═══ Stored data ═══

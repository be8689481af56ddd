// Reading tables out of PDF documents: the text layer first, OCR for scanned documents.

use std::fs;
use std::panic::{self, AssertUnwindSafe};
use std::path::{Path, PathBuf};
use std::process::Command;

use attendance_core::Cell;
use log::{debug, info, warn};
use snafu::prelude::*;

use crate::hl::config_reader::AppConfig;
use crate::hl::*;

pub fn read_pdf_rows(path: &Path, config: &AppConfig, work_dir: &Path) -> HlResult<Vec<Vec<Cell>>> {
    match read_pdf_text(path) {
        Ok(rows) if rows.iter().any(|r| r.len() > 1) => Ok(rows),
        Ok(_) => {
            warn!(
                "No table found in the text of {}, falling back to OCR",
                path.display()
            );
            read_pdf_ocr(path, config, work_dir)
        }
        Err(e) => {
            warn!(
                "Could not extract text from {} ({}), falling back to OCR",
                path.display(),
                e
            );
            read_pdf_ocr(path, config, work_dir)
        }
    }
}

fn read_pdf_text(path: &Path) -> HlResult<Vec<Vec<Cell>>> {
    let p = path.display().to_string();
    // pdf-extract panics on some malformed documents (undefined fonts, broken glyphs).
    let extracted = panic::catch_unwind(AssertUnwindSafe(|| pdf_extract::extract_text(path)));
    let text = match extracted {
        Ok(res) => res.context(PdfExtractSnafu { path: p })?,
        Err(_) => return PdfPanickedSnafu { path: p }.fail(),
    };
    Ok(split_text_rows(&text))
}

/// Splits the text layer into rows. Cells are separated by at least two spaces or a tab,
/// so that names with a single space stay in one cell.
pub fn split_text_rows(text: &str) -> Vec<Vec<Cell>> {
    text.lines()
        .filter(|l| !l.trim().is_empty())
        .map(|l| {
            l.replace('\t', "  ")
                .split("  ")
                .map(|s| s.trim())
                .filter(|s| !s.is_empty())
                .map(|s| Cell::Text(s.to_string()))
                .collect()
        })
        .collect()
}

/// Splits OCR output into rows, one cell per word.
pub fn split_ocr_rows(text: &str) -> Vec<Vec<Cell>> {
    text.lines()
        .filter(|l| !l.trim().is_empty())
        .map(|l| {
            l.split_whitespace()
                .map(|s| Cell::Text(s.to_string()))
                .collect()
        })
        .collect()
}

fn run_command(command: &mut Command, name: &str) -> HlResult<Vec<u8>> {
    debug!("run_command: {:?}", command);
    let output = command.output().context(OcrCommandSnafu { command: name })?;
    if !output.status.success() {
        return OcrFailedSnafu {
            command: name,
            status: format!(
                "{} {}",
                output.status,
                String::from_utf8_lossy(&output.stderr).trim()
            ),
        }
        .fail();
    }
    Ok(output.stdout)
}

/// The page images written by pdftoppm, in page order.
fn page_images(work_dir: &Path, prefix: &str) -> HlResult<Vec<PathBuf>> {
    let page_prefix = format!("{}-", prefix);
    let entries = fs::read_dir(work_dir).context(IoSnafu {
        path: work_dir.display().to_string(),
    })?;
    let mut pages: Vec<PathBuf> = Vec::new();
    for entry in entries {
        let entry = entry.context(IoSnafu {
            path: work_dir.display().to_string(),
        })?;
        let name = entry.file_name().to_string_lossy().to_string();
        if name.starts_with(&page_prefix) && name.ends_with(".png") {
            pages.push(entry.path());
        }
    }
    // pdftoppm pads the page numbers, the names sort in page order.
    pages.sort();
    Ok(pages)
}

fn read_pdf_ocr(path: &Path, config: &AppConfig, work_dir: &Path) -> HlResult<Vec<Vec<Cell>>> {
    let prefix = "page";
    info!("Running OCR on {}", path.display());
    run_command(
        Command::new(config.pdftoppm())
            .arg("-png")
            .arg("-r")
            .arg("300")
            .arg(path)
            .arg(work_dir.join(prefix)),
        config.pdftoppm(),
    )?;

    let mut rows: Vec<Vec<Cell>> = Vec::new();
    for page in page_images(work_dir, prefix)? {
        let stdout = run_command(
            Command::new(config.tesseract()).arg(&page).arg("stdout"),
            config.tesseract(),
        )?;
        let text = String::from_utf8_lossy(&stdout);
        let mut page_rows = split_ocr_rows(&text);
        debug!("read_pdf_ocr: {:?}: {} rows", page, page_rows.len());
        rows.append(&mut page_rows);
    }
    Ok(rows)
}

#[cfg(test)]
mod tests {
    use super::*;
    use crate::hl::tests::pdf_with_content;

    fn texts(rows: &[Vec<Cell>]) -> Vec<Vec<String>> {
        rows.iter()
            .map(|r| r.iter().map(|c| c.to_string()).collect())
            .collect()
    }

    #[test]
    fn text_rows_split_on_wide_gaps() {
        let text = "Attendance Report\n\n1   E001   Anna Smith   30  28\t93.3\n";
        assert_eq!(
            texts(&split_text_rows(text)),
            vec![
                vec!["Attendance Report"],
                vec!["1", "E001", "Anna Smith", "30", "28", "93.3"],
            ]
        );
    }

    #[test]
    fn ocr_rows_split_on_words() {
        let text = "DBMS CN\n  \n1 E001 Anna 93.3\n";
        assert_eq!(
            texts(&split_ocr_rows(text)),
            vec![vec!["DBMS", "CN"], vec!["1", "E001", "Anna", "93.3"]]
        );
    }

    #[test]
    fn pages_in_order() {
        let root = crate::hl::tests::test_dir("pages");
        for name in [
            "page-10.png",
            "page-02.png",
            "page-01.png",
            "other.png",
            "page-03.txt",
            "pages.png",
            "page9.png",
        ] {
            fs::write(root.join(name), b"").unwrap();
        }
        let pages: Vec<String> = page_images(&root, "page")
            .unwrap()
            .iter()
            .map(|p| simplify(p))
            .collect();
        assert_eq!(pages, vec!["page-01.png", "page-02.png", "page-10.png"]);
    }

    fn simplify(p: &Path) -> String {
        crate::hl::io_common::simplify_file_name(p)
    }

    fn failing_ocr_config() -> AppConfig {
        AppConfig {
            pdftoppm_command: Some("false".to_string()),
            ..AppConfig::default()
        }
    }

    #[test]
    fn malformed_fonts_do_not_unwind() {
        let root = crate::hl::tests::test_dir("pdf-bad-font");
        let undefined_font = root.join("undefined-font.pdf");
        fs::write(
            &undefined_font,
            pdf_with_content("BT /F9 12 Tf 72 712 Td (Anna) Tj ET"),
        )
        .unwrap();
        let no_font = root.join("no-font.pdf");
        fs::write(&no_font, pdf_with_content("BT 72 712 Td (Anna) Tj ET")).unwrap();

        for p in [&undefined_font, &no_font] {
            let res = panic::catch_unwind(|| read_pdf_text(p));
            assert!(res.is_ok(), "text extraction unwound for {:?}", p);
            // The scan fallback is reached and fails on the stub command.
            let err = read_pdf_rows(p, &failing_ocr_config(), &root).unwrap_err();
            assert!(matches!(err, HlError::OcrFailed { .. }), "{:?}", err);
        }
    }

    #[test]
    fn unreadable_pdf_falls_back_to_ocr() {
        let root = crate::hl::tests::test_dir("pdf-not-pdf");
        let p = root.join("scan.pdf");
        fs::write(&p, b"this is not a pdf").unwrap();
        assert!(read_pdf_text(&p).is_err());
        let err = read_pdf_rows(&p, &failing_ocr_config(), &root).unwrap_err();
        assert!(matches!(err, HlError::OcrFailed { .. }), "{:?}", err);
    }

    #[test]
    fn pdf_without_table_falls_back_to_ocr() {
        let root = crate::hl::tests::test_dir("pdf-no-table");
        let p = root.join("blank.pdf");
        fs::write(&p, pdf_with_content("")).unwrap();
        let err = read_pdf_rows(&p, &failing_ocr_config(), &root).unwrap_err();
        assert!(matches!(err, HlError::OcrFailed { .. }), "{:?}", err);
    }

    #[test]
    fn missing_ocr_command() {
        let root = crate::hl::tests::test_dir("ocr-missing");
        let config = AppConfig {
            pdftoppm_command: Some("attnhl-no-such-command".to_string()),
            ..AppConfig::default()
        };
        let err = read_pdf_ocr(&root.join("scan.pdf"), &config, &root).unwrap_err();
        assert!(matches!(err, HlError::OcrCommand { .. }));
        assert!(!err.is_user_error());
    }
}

═══
═══ Stored data ═══

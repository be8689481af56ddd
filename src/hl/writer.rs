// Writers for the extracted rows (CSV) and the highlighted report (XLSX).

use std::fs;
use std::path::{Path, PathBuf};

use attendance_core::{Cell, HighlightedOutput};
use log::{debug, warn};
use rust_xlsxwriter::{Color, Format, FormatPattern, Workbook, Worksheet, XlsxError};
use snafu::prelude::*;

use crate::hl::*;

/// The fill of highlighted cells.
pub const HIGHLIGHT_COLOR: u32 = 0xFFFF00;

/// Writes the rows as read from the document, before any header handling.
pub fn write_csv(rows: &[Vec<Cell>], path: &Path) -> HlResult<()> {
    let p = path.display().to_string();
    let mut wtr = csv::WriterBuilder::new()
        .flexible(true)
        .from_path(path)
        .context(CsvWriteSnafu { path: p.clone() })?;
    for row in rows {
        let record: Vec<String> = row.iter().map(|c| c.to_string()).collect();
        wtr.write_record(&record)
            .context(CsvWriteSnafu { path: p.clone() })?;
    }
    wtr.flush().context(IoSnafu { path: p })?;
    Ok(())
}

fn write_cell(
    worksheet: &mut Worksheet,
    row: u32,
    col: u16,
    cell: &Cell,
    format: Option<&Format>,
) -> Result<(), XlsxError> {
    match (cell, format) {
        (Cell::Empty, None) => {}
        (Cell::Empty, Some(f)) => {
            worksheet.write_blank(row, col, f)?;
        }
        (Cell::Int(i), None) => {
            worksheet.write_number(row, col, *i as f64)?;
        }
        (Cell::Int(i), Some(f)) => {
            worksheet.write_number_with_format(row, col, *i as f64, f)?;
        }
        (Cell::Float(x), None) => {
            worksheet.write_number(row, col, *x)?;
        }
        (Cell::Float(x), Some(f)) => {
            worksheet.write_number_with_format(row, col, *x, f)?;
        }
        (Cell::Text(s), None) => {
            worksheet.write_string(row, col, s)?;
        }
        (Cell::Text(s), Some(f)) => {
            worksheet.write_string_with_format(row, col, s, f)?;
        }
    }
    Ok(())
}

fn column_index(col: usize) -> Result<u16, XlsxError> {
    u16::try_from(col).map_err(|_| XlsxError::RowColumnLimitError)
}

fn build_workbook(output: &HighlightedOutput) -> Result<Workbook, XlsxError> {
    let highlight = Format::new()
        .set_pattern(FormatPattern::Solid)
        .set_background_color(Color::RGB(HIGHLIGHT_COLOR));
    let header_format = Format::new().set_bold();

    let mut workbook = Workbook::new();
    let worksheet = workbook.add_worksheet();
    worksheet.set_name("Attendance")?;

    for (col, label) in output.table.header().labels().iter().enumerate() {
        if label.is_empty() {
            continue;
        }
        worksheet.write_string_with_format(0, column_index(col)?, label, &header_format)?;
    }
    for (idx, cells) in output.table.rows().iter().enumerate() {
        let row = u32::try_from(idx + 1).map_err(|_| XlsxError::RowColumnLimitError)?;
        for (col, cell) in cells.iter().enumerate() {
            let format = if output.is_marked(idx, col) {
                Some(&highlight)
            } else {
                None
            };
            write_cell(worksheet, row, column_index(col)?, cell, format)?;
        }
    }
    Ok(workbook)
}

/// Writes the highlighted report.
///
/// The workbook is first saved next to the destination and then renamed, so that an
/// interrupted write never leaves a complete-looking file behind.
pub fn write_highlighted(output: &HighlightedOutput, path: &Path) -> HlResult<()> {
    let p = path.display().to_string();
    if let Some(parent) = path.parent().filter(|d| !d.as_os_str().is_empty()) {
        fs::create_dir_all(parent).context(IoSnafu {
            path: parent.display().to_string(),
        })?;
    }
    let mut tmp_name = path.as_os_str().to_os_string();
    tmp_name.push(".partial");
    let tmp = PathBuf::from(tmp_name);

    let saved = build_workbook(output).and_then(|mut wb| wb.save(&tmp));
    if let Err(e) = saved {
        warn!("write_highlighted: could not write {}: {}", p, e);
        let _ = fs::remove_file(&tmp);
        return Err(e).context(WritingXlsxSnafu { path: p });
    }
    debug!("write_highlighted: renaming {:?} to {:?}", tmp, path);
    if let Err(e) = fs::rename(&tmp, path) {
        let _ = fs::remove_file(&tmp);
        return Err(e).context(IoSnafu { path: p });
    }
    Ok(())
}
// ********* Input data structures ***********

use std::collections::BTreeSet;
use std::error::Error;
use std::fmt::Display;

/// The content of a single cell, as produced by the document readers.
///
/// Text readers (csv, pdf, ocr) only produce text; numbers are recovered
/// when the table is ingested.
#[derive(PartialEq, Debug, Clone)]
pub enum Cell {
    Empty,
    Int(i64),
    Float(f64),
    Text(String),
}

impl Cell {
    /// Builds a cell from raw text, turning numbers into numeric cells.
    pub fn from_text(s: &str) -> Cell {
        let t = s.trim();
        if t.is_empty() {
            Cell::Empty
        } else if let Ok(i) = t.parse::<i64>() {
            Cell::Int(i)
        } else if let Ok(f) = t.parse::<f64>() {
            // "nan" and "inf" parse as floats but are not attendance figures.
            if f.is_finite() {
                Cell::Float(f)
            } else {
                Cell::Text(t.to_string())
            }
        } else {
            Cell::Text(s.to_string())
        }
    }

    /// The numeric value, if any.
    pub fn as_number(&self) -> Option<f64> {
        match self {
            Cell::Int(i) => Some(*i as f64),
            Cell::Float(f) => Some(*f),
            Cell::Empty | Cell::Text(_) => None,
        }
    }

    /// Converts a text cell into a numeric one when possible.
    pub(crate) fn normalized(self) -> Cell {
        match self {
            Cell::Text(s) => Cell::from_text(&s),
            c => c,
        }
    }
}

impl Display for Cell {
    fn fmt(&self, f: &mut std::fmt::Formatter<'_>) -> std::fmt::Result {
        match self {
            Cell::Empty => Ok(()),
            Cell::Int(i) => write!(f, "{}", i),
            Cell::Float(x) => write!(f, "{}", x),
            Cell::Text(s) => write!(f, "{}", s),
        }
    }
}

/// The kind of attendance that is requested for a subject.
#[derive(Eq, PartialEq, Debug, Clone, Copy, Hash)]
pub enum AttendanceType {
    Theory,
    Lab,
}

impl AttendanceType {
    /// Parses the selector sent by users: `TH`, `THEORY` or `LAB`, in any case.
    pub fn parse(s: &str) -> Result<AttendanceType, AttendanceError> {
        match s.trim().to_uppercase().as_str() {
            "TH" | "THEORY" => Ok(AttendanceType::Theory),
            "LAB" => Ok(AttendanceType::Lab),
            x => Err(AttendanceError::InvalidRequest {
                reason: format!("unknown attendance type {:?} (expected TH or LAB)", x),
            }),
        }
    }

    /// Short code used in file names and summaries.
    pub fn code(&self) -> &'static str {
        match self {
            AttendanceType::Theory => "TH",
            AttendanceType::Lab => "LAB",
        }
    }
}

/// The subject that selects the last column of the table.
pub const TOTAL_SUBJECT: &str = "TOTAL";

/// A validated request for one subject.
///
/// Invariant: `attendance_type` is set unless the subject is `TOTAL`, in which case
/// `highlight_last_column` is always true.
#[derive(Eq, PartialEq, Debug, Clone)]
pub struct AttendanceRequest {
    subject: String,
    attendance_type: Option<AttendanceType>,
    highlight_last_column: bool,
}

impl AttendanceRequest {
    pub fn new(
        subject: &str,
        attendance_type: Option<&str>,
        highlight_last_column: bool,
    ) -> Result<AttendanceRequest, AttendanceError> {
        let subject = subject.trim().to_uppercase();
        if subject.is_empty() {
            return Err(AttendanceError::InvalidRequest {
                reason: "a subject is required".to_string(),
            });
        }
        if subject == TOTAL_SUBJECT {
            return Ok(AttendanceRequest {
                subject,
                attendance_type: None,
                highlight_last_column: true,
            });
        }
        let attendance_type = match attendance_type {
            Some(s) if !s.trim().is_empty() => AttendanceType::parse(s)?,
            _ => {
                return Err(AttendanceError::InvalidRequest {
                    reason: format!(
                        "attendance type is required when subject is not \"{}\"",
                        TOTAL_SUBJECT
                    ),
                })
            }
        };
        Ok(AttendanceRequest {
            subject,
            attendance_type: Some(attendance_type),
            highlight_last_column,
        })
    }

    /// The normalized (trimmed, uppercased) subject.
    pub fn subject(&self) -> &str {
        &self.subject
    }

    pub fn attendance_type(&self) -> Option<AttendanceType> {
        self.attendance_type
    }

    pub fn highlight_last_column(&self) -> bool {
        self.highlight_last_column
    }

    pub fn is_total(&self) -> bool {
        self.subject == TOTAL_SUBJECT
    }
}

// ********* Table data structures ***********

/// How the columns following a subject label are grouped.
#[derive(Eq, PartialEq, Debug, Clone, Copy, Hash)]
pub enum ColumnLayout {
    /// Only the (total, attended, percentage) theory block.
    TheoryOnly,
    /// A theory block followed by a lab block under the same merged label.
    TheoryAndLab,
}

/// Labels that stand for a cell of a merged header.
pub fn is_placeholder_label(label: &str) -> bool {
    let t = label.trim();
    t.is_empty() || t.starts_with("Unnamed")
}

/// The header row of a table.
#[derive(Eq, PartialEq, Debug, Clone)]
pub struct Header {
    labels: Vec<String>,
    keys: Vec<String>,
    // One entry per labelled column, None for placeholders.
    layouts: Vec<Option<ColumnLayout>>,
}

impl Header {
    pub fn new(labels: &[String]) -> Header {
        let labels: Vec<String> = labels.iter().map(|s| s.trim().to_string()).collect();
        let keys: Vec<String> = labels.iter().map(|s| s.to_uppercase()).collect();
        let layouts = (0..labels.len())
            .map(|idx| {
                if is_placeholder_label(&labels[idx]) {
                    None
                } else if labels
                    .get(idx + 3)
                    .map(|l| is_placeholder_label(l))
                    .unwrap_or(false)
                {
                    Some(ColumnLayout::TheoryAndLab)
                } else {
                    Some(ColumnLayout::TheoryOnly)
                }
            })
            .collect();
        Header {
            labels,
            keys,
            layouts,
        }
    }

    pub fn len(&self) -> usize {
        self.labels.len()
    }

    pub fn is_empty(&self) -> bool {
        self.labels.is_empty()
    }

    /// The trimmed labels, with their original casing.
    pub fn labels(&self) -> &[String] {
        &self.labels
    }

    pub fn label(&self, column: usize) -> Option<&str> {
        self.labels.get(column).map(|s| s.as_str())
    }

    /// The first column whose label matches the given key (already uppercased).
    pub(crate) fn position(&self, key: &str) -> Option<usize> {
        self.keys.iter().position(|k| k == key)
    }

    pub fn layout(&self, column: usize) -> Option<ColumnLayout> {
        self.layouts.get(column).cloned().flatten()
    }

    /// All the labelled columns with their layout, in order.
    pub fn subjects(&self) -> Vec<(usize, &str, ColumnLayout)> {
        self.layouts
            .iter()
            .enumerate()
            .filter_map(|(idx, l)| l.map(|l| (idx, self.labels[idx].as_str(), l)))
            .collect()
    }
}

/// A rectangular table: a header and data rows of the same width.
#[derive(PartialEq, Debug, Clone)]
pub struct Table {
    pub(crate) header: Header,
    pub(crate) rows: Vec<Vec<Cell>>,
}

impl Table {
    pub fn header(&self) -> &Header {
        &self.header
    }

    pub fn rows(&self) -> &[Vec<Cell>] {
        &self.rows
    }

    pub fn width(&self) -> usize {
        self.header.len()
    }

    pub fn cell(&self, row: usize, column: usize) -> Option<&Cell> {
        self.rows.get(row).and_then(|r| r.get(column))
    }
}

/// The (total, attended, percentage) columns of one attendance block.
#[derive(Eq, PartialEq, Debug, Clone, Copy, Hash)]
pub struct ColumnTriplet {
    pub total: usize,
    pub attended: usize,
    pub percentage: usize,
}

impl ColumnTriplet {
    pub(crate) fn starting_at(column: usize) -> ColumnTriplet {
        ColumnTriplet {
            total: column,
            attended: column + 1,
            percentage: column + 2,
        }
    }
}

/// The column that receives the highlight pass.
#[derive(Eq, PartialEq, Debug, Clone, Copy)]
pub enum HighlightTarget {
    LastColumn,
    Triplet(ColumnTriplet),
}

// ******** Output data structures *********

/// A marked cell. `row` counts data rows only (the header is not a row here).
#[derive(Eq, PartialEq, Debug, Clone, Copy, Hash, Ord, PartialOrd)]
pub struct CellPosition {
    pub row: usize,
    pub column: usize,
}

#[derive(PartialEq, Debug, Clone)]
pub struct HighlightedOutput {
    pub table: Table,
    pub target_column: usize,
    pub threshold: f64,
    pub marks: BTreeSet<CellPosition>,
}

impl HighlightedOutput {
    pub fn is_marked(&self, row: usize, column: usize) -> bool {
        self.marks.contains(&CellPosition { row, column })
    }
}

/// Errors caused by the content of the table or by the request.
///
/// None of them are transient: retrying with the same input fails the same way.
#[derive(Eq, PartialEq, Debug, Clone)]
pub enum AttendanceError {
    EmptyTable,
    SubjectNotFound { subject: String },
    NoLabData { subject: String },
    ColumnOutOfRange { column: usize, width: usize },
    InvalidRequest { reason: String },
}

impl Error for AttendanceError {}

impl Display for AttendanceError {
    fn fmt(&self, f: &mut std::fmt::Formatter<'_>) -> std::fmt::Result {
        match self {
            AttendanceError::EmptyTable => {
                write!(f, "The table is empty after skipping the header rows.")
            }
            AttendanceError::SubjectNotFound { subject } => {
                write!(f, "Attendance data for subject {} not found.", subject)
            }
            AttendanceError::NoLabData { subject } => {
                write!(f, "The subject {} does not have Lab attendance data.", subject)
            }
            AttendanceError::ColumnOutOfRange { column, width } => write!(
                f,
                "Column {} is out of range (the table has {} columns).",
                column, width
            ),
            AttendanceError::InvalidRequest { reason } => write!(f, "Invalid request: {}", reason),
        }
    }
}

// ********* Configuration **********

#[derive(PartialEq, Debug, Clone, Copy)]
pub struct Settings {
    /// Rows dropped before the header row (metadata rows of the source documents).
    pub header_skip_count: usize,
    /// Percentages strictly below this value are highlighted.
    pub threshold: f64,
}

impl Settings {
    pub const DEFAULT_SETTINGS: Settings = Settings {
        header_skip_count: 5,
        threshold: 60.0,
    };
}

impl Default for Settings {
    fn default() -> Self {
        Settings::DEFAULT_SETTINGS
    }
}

═══

=== About this exercise ===
In how many lines of the records does the word "block" appear? Reply with the number only.

=== Task output ===
3